Xi can no longer bear bad economic news, behind the scenes of the Communist Party’s market rescue policies.

Recently, the Chinese Communist Party (CCP) has urgently introduced a package of economic stimulus measures in an attempt to save the sinking Chinese economy from its worsening crisis. It is reported that due to the continuous influx of bad news, by late September, the situation had become unbearable even for the CCP leader Xi Jinping, leading to the introduction of so-called “market rescue policies” lacking details and logic.

This marks yet another 180-degree policy shift by Xi Jinping since the abrupt end of the “Zero-COVID policy” during the COVID-19 pandemic.

The Wall Street Journal reported that Xi Jinping’s centralized decision-making style repeatedly leads to sudden policy shifts, resulting in the opacity and unpredictability of the CCP’s economic policies, which may increase investment risks in China.

According to officials and government advisors close to the CCP decision-making level as cited by The Wall Street Journal, local CCP governments are on the verge of financial collapse, prompting Xi Jinping to compromise in order to prevent an upcoming financial crisis.

Reports received by the CCP’s power center indicate that liquidity crises are worsening across China. Particularly, financially strained local governments are unable to pay salaries to government officials, state-owned enterprises, and private contractors.

These officials and advisors suggest that Xi Jinping’s short-term goal is not a significant boost in demand, but to prevent the looming financial crisis. Simultaneously, he is committed to maintaining the CCP’s dominant role in economic development and fulfilling China’s ambitions to become a powerhouse in industry and technology, a position he has long advocated for.
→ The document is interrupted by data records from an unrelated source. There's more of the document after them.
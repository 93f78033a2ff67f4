use alloc::boxed::Box;
use alloc::string::String;
use alloc::sync::Arc;
use alloc::vec::Vec;
use spin::{Mutex, Once};

use crate::config::{MAX_CPUS, NPROC};
use crate::fs::FileSystem;
use crate::hal::Machine;
use crate::loader::Loader;
use crate::memory::PhysMemory;
use crate::scheduler::registry::ProcessTable;
use crate::scheduler::task::{ProcLink, ProcessState};
use crate::scheduler::{Processor, ReadyQueue};

/// Collaborators handed to the kernel once at boot.
pub struct KernelDeps {
    pub machine: Arc<dyn Machine>,
    pub mem: Arc<dyn PhysMemory>,
    pub fs: Arc<dyn FileSystem>,
    pub loader: Arc<dyn Loader>,
}

/// All process-management state.
///
/// Lock order: `wait_lock`, then process slots, then the ready queue. A
/// processor lock is never held together with any other lock.
pub struct Kernel {
    pub machine: Arc<dyn Machine>,
    pub mem: Arc<dyn PhysMemory>,
    pub fs: Arc<dyn FileSystem>,
    pub loader: Arc<dyn Loader>,
    pub procs: ProcessTable,
    pub ready: Mutex<ReadyQueue>,
    pub cpus: Box<[Mutex<Processor>]>,
    /// Serializes exit against wait so a wakeup cannot slip in between a
    /// parent's scan and its going to sleep.
    pub wait_lock: Mutex<()>,
    /// The init process; orphans are handed to it.
    pub root: Once<ProcLink>,
}

impl Kernel {
    pub fn new(deps: KernelDeps) -> Self {
        Self::with_capacity(deps, NPROC)
    }

    /// A kernel whose process table holds `nproc` slots.
    pub fn with_capacity(deps: KernelDeps, nproc: usize) -> Self {
        Kernel {
            machine: deps.machine,
            mem: deps.mem,
            fs: deps.fs,
            loader: deps.loader,
            procs: ProcessTable::new(nproc),
            ready: Mutex::new(ReadyQueue::new()),
            cpus: (0..MAX_CPUS).map(|_| Mutex::new(Processor::new())).collect(),
            wait_lock: Mutex::new(()),
            root: Once::new(),
        }
    }

    /// One line per live process, for the console `ps`.
    pub fn list_tasks(&self) -> Vec<TaskSnapshot> {
        (0..self.procs.capacity())
            .filter_map(|slot| {
                let p = self.procs.slot(slot).lock();
                (p.state != ProcessState::Unused).then(|| TaskSnapshot {
                    pid: p.pid,
                    name: p.name.clone(),
                    state: p.state,
                    threads: p.live_threads(),
                    priority: p.priority,
                })
            })
            .collect()
    }
}

#[derive(Debug, Clone, PartialEq, Eq)]
pub struct TaskSnapshot {
    pub pid: usize,
    pub name: String,
    pub state: ProcessState,
    pub threads: usize,
    pub priority: i64,
}

static KERNEL: Once<Kernel> = Once::new();

/// Builds the global kernel. Later calls return the first instance.
pub fn init(deps: KernelDeps) -> &'static Kernel {
    let k = KERNEL.call_once(|| Kernel::new(deps));
    log::info!("Process core initialized ({} slots, {} cpus).", NPROC, MAX_CPUS);
    k
}

/// The global kernel. Trap and thread entry code only run after `init`.
pub fn kernel() -> &'static Kernel {
    match KERNEL.get() {
        Some(k) => k,
        None => panic!("kernel used before init"),
    }
}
Many economists had previously recommended that if Beijing aimed to drive economic recovery, strong measures were needed to stimulate domestic economic demand. However, the long-awaited genuine market rescue policies are still nowhere in sight.

On October 8th, the National Development and Reform Commission of the CCP held a press conference but surprisingly did not announce any specific measures, leaving investors disappointed and causing a significant plunge in the Chinese stock market. The conference also revealed the leadership’s determination to continue supporting high-end manufacturing industries (such as electric vehicles), even at the expense of domestic overcapacity and exacerbating trade tensions with the West.
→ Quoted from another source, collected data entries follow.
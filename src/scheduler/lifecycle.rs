//! Creating, replacing and reaping processes.

use alloc::string::String;
use alloc::vec::Vec;

use super::registry::map_thread_pages;
use super::task::{ProcHandle, ProcLink, Process, ProcessState, Thread, ThreadRef, ThreadState, WaitTarget};
use super::trapframe::{read_trapframe, write_trapframe, TrapFrame};
use crate::config::{FAULT_EXIT_CODE, NTHREAD, PAGE_SIZE, USER_STACK_SIZE};
use crate::error::{SysError, SysResult};
use crate::fs::fd::FdTable;
use crate::kernel::Kernel;
use crate::memory::address_space::AddressSpace;
use crate::memory::PhysMemory;

/// Result of one scan for a child to reap.
#[derive(Debug, Clone, Copy, PartialEq, Eq)]
pub enum WaitOutcome {
    Reaped { pid: usize, code: i32 },
    /// A matching child is a zombie but one of its threads has not left
    /// its core yet.
    Busy,
    /// Matching children exist, none has exited.
    Pending,
    NoChild,
}

/// Writes `argv` to the stack below `top`: the strings, then a NULL
/// terminated pointer array. Returns the new stack pointer, which is also
/// the address of that array.
pub fn push_argv(space: &AddressSpace, mem: &dyn PhysMemory, top: u64, argv: &[String]) -> SysResult<u64> {
    let mut sp = top;
    let mut ptrs = Vec::with_capacity(argv.len() + 1);
    for arg in argv {
        sp = sp.checked_sub(arg.len() as u64 + 1).ok_or(SysError::BadAddress)?;
        space.copy_out(mem, sp, arg.as_bytes())?;
        space.copy_out(mem, sp + arg.len() as u64, &[0])?;
        ptrs.push(sp);
    }
    ptrs.push(0);

    sp = (sp - (ptrs.len() * 8) as u64) & !0xF;
    let table: Vec<u8> = ptrs.iter().flat_map(|p| p.to_le_bytes()).collect();
    space.copy_out(mem, sp, &table)?;
    Ok(sp)
}

/// A freshly loaded program, not yet attached to any process.
struct Image {
    space: AddressSpace,
    entry: u64,
    ustack_base: u64,
}

impl Kernel {
    /// Loads `path` into a new address space with the stack slots and heap
    /// laid out above the image.
    fn load_image(&self, path: &str) -> SysResult<Image> {
        let table = self.machine.new_page_table(&*self.mem).ok_or(SysError::NoMemory)?;
        let mut space = AddressSpace::new(table);
        match self.loader.load(path, &mut space, &*self.mem) {
            Ok(img) => {
                let ustack_base = img.image_end + PAGE_SIZE as u64;
                let heap = ustack_base + (NTHREAD * (USER_STACK_SIZE + PAGE_SIZE)) as u64;
                space.set_heap(heap);
                Ok(Image { space, entry: img.entry, ustack_base })
            }
            Err(e) => {
                space.release(&*self.mem);
                Err(e.into())
            }
        }
    }

    /// Frees everything a process owns and returns its slot to the table.
    /// No thread of `p` may be on a core.
    pub fn reclaim(&self, p: &mut Process) {
        if let Some(space) = p.space.take() {
            space.release(&*self.mem);
        }
        p.files.clear();
        for (tid, t) in p.threads.iter_mut().enumerate() {
            *t = Thread::new(tid);
        }
        p.parent = None;
        p.name.clear();
        p.state = ProcessState::Unused;
    }

    /// Duplicates the calling process. The child resumes from the same trap
    /// with 0 in its return register; the parent gets the child's pid.
    pub fn fork(&self) -> SysResult<usize> {
        let cur = self.current()?;
        let parent = self.procs.lock(cur.proc)?;
        let (child_h, mut child) = self.procs.allocate_process(&*self.machine, &*self.mem)?;

        if let Err(e) = self.copy_process(&parent, &mut child, cur) {
            log::debug!("fork: {}", e);
            self.reclaim(&mut child);
            return Err(e);
        }
        let pid = child.pid;
        log::info!("fork: pid {} -> child {}", parent.pid, pid);
        drop(child);
        drop(parent);
        self.push_ready(ThreadRef { proc: child_h, tid: cur.tid });
        Ok(pid)
    }

    fn copy_process(&self, parent: &Process, child: &mut Process, cur: ThreadRef) -> SysResult<()> {
        let mem = &*self.mem;
        let src = parent.space.as_ref().ok_or(SysError::StaleHandle)?;
        let dst = child.space.as_mut().ok_or(SysError::StaleHandle)?;
        src.duplicate_into(dst, mem)?;

        child.files = parent.files.clone();
        child.ustack_base = parent.ustack_base;
        child.parent = Some(ProcLink { handle: cur.proc, pid: parent.pid });
        child.name = parent.name.clone();
        child.priority = parent.priority;

        child.install_thread(cur.tid, 0, false, mem)?;
        let thread = &mut child.threads[cur.tid];
        thread.ustack = parent.threads[cur.tid].ustack;
        let mut tf = read_trapframe(mem, thread.trapframe);
        tf.set_return(0);
        write_trapframe(mem, thread.trapframe, &tf);
        Ok(())
    }

    /// Replaces the calling process's image with `path`. On success the
    /// calling thread resumes at the new entry with `argv` on its stack and
    /// the other threads are gone. On failure nothing has changed.
    pub fn exec(&self, path: &str, argv: &[String]) -> SysResult<usize> {
        let cur = self.current()?;
        let mem = &*self.mem;
        let mut image = self.load_image(path)?;
        let prepared = map_thread_pages(&mut image.space, image.ustack_base, cur.tid, mem)
            .and_then(|(top, tf_pa)| Ok((top, tf_pa, push_argv(&image.space, mem, top, argv)?)));
        let (ustack_top, tf_pa, sp) = match prepared {
            Ok(v) => v,
            Err(e) => {
                image.space.release(mem);
                return Err(e);
            }
        };

        let mut p = loop {
            let mut p = match self.procs.lock(cur.proc) {
                Ok(p) => p,
                Err(e) => {
                    image.space.release(mem);
                    return Err(e);
                }
            };
            if p.threads[cur.tid].state == ThreadState::Exited {
                // A sibling's exec or exit got here first.
                drop(p);
                image.space.release(mem);
                return Err(SysError::ThreadEnded);
            }
            for (tid, t) in p.threads.iter_mut().enumerate() {
                if tid != cur.tid && t.state != ThreadState::Unused {
                    t.state = ThreadState::Exited;
                }
            }
            // Siblings running elsewhere still use the old page table.
            if !p.threads.iter().enumerate().any(|(tid, t)| tid != cur.tid && t.on_cpu) {
                break p;
            }
            drop(p);
            core::hint::spin_loop();
        };

        let root = image.space.root();
        let thread = &mut p.threads[cur.tid];
        let kstack_top = thread.kstack.as_ref().map(|k| k.top()).unwrap_or(0);
        let mut tf = TrapFrame::init_user(image.entry, sp, kstack_top);
        tf.rdi = argv.len() as u64;
        tf.rsi = sp;
        write_trapframe(mem, tf_pa, &tf);
        thread.trapframe = tf_pa;
        thread.ustack = ustack_top;

        p.ustack_base = image.ustack_base;
        p.name = String::from(path);
        let old = p.space.replace(image.space);
        self.machine.activate(root);
        drop(p);

        if let Some(old) = old {
            old.release(mem);
        }
        log::info!("exec: '{}' argc={}", path, argv.len());
        Ok(argv.len())
    }

    /// Creates a process running `path` directly, as a child of the caller
    /// (or of init when called outside any process). Returns its pid.
    pub fn spawn(&self, path: &str) -> SysResult<usize> {
        let parent = match self.current() {
            Ok(t) => Some(self.procs.lock(t.proc)?.link()),
            Err(_) => self.root.get().copied(),
        };
        self.spawn_process(path, parent).map(|link| link.pid)
    }

    /// Starts the first user process. Orphans are handed to it from then on.
    pub fn spawn_init(&self, path: &str) -> SysResult<usize> {
        let link = self.spawn_process(path, None)?;
        self.root.call_once(|| link);
        log::info!("init: pid {} from '{}'", link.pid, path);
        Ok(link.pid)
    }

    fn spawn_process(&self, path: &str, parent: Option<ProcLink>) -> SysResult<ProcLink> {
        let image = self.load_image(path)?;
        let (handle, mut p) = match self.procs.allocate_process(&*self.machine, &*self.mem) {
            Ok(v) => v,
            Err(e) => {
                image.space.release(&*self.mem);
                return Err(e);
            }
        };
        if let Some(blank) = p.space.replace(image.space) {
            blank.release(&*self.mem);
        }
        p.ustack_base = image.ustack_base;
        p.parent = parent;
        p.name = String::from(path);
        p.files = FdTable::with_stdio();

        let started = p.allocate_thread(image.entry, &*self.mem).and_then(|tid| {
            let space = p.space.as_ref().ok_or(SysError::StaleHandle)?;
            let thread = &p.threads[tid];
            let sp = push_argv(space, &*self.mem, thread.ustack, &[])?;
            let mut tf = read_trapframe(&*self.mem, thread.trapframe);
            tf.rsp = sp;
            tf.rsi = sp;
            write_trapframe(&*self.mem, thread.trapframe, &tf);
            Ok(tid)
        });
        match started {
            Ok(tid) => {
                let link = p.link();
                drop(p);
                self.push_ready(ThreadRef { proc: handle, tid });
                Ok(link)
            }
            Err(e) => {
                self.reclaim(&mut p);
                Err(e)
            }
        }
    }

    /// Ends the calling process: every thread stops, `code` is kept for the
    /// parent, children move to init, and a parent sleeping in `wait` for
    /// this process is woken. The caller must `sched` afterwards.
    pub fn exit_current(&self, code: i32) -> SysResult<()> {
        let cur = self.current()?;
        let root = self.root.get().copied();
        if root.map(|r| r.handle) == Some(cur.proc) {
            panic!("init exiting with code {}", code);
        }

        let _guard = self.wait_lock.lock();
        let (pid, parent) = {
            let mut p = self.procs.lock(cur.proc)?;
            for t in p.threads.iter_mut() {
                if t.state != ThreadState::Unused {
                    t.state = ThreadState::Exited;
                }
                t.waiting = None;
            }
            p.threads[cur.tid].exit_code = code;
            p.exit_code = code;
            p.state = ProcessState::Zombie;
            (p.pid, p.parent)
        };
        log::info!("exit: pid {} code {}", pid, code);

        if let Some(root) = root {
            self.reparent_children(cur.proc, root);
        }
        if let Some(parent) = parent {
            self.wake_waiter(parent.handle, pid);
        }
        Ok(())
    }

    /// `exit_current` followed by the final switch away.
    /// Ends the current process after it faulted in user mode.
    pub fn fault_current(&self, rip: u64, code: u64) -> SysResult<()> {
        log::warn!("user fault at {:#x} (error code {:#x}), killing process", rip, code);
        self.exit_current(FAULT_EXIT_CODE)
    }

    pub fn exit(&self, code: i32) -> ! {
        if let Err(e) = self.exit_current(code) {
            panic!("exit: {}", e);
        }
        self.sched();
        panic!("exit: dead thread rescheduled");
    }

    fn reparent_children(&self, dying: ProcHandle, root: ProcLink) {
        let mut adopted_zombie = None;
        for slot in 0..self.procs.capacity() {
            if slot == dying.slot {
                continue;
            }
            let mut p = self.procs.slot(slot).lock();
            if p.is_child_of(dying) {
                p.parent = Some(root);
                if p.state == ProcessState::Zombie {
                    adopted_zombie = Some(p.pid);
                }
            }
        }
        if let Some(pid) = adopted_zombie {
            self.wake_waiter(root.handle, pid);
        }
    }

    /// Wakes the first thread of `parent` sleeping in a wait that `pid`
    /// satisfies. Called with `wait_lock` held.
    fn wake_waiter(&self, parent: ProcHandle, pid: usize) {
        let Ok(mut p) = self.procs.lock(parent) else { return };
        let Some(t) = p.threads.iter_mut().find(|t| {
            t.state == ThreadState::Sleeping && t.waiting.map_or(false, |w| w.matches(pid))
        }) else {
            return;
        };
        t.state = ThreadState::Runnable;
        t.waiting = None;
        let woken = ThreadRef { proc: parent, tid: t.tid };
        drop(p);
        self.push_ready(woken);
    }

    /// One scan of the process table for a child of `parent` to reap.
    /// Called with `wait_lock` held.
    pub fn try_reap(&self, parent: ProcHandle, target: WaitTarget) -> WaitOutcome {
        let mut found = false;
        let mut busy = false;
        for slot in 0..self.procs.capacity() {
            if slot == parent.slot {
                continue;
            }
            let mut p = self.procs.slot(slot).lock();
            if !p.is_child_of(parent) || !target.matches(p.pid) {
                continue;
            }
            found = true;
            if p.state != ProcessState::Zombie {
                continue;
            }
            if p.any_on_cpu() {
                busy = true;
                continue;
            }
            let (pid, code) = (p.pid, p.exit_code);
            self.reclaim(&mut p);
            log::info!("wait: reaped pid {} code {}", pid, code);
            return WaitOutcome::Reaped { pid, code };
        }
        match (found, busy) {
            (false, _) => WaitOutcome::NoChild,
            (true, true) => WaitOutcome::Busy,
            (true, false) => WaitOutcome::Pending,
        }
    }

    /// Sleeps until a child matching `pid` (`-1` for any) has exited, then
    /// frees it and returns its pid and exit code.
    pub fn wait(&self, pid: isize) -> SysResult<(usize, i32)> {
        let cur = self.current()?;
        let target = WaitTarget::from_pid(pid);
        loop {
            let guard = self.wait_lock.lock();
            match self.try_reap(cur.proc, target) {
                WaitOutcome::Reaped { pid, code } => return Ok((pid, code)),
                WaitOutcome::NoChild => return Err(SysError::NoChild),
                WaitOutcome::Busy => {
                    drop(guard);
                    core::hint::spin_loop();
                }
                WaitOutcome::Pending => {
                    {
                        let mut p = self.procs.lock(cur.proc)?;
                        let thread = &mut p.threads[cur.tid];
                        thread.state = ThreadState::Sleeping;
                        thread.waiting = Some(target);
                    }
                    drop(guard);
                    self.sched();
                }
            }
        }
    }
}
Then, on the past Saturday (October 12th), the CCP’s Ministry of Finance held a press conference mentioning the issuance of special national bonds, but the specific amount was still unclear. Insiders revealed to The Wall Street Journal that this funding was not intended for long-awaited large-scale fiscal stimulus but to alleviate liquidity constraints faced by local governments and inject capital into state-owned banks.

Professor Xie Tian from the School of Business at the University of South Carolina-Aiken remarked to Epoch Times that the CCP authorities had only outlined a direction without concrete strategies yet in the real economy.

Another focal point of the economic stimulus measures is to rescue the Chinese stock market, which has been on a downward trend for four consecutive years. The People’s Bank of China is taking unprecedented measures to encourage securities firms, insurance companies, and listed companies to purchase stocks using funds from the central bank or commercial banks.

However, some analysts have raised doubts about the logic behind this move, as companies typically use their own funds rather than borrowed funds to repurchase stocks.

Boosted by the CCP’s central bank policies at the end of September, Chinese mainland and Hong Kong-listed Chinese stocks surged suddenly, prompting enthusiastic coverage and hype by CCP state media, fostering a “herding effect” among retail investors.

In stark contrast to the rush of retail investors to enter the market is the announcement of over 270 listed companies in China and Hong Kong reducing their shareholdings, with 172 companies in the Chinese A-share market alone.

The brief euphoria did not last long, as within three trading days after the “Golden Week” holiday in China, the stock market went from a brief surge to a sharp decline, followed by erratic movements, ultimately returning to late September levels. This “manufactured bull market” evokes memories of the 2015 Chinese stock market crisis, as economists caution Chinese investors, especially small retail investors, that it is difficult to profit during a bull market.